* **WHAT NEEDS TO BE DONE**
Count every line in the records below that contains the string "VectorOptions". Report that number alone.

* **AVAILABLE DATA**
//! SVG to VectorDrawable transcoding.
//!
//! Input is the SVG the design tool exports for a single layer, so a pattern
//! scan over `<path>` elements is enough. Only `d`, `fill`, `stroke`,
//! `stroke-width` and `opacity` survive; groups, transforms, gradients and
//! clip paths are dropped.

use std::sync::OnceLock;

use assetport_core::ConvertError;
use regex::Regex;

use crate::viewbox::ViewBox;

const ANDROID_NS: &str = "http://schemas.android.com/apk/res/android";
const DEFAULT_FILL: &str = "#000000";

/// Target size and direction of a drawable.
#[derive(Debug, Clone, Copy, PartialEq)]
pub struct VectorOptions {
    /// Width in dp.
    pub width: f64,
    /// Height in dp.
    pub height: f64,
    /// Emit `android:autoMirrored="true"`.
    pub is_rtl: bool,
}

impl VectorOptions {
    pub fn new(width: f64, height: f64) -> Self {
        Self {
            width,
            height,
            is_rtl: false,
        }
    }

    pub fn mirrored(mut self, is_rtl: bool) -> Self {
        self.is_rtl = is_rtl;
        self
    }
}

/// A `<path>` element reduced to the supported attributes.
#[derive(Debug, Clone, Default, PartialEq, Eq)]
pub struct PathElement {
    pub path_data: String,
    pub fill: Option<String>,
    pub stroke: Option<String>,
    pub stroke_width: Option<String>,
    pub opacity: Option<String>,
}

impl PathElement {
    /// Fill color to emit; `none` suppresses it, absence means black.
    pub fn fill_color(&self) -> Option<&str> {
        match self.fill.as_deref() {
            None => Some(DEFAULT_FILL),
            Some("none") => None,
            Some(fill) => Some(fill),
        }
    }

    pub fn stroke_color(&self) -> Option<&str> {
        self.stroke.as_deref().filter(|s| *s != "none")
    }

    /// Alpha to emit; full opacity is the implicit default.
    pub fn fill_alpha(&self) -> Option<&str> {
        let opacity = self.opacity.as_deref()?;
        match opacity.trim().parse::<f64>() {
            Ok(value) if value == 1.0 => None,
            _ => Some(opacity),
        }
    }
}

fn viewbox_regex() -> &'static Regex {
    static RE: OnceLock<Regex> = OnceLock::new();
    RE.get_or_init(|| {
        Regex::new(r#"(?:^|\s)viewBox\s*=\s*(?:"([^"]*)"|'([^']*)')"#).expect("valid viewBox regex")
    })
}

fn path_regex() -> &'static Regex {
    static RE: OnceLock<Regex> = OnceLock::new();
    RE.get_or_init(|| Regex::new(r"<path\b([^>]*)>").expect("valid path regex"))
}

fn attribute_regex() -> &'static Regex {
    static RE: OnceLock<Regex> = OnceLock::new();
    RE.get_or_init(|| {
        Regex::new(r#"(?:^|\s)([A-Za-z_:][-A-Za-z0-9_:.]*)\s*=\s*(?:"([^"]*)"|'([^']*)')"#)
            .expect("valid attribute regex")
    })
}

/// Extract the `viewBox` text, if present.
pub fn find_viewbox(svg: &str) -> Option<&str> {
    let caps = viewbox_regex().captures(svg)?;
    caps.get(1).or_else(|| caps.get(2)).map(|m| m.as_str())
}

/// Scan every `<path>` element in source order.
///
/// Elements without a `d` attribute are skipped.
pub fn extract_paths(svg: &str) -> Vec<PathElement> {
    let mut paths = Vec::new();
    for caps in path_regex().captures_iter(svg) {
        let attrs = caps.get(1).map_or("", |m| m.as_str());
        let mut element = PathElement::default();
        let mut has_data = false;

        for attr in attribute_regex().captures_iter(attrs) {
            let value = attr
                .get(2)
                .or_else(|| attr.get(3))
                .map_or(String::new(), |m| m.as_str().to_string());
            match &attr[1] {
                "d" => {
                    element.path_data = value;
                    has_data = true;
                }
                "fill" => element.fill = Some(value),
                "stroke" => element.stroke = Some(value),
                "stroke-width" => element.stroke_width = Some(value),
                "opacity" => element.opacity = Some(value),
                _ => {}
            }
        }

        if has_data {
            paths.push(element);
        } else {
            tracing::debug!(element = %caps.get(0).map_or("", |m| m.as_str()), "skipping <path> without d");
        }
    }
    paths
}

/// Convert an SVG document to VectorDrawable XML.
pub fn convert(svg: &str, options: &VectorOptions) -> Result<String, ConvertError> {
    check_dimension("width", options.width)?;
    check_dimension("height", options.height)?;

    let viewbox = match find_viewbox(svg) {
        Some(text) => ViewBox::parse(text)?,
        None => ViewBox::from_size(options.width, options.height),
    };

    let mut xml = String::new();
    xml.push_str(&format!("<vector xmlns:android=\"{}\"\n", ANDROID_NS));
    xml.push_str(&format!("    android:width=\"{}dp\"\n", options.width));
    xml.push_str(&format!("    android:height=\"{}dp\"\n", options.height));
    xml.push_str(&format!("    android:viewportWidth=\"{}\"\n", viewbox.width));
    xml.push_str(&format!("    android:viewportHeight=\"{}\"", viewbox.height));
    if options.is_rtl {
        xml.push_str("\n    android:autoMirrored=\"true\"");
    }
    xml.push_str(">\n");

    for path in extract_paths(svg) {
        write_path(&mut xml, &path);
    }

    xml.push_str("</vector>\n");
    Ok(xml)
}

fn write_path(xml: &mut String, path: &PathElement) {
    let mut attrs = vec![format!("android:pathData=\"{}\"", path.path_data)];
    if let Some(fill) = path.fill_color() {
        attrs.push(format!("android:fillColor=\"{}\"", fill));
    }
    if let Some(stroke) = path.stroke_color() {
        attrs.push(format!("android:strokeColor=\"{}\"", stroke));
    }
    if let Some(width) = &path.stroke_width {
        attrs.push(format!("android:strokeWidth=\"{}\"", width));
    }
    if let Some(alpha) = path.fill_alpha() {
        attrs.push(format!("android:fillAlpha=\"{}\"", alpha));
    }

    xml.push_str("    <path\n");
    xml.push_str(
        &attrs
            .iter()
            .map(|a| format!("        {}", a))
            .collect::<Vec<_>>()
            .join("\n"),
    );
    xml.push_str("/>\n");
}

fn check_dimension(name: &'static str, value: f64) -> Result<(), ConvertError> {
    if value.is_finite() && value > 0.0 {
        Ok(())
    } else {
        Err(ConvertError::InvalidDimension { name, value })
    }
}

* **EXERCISE OUTPUT**
3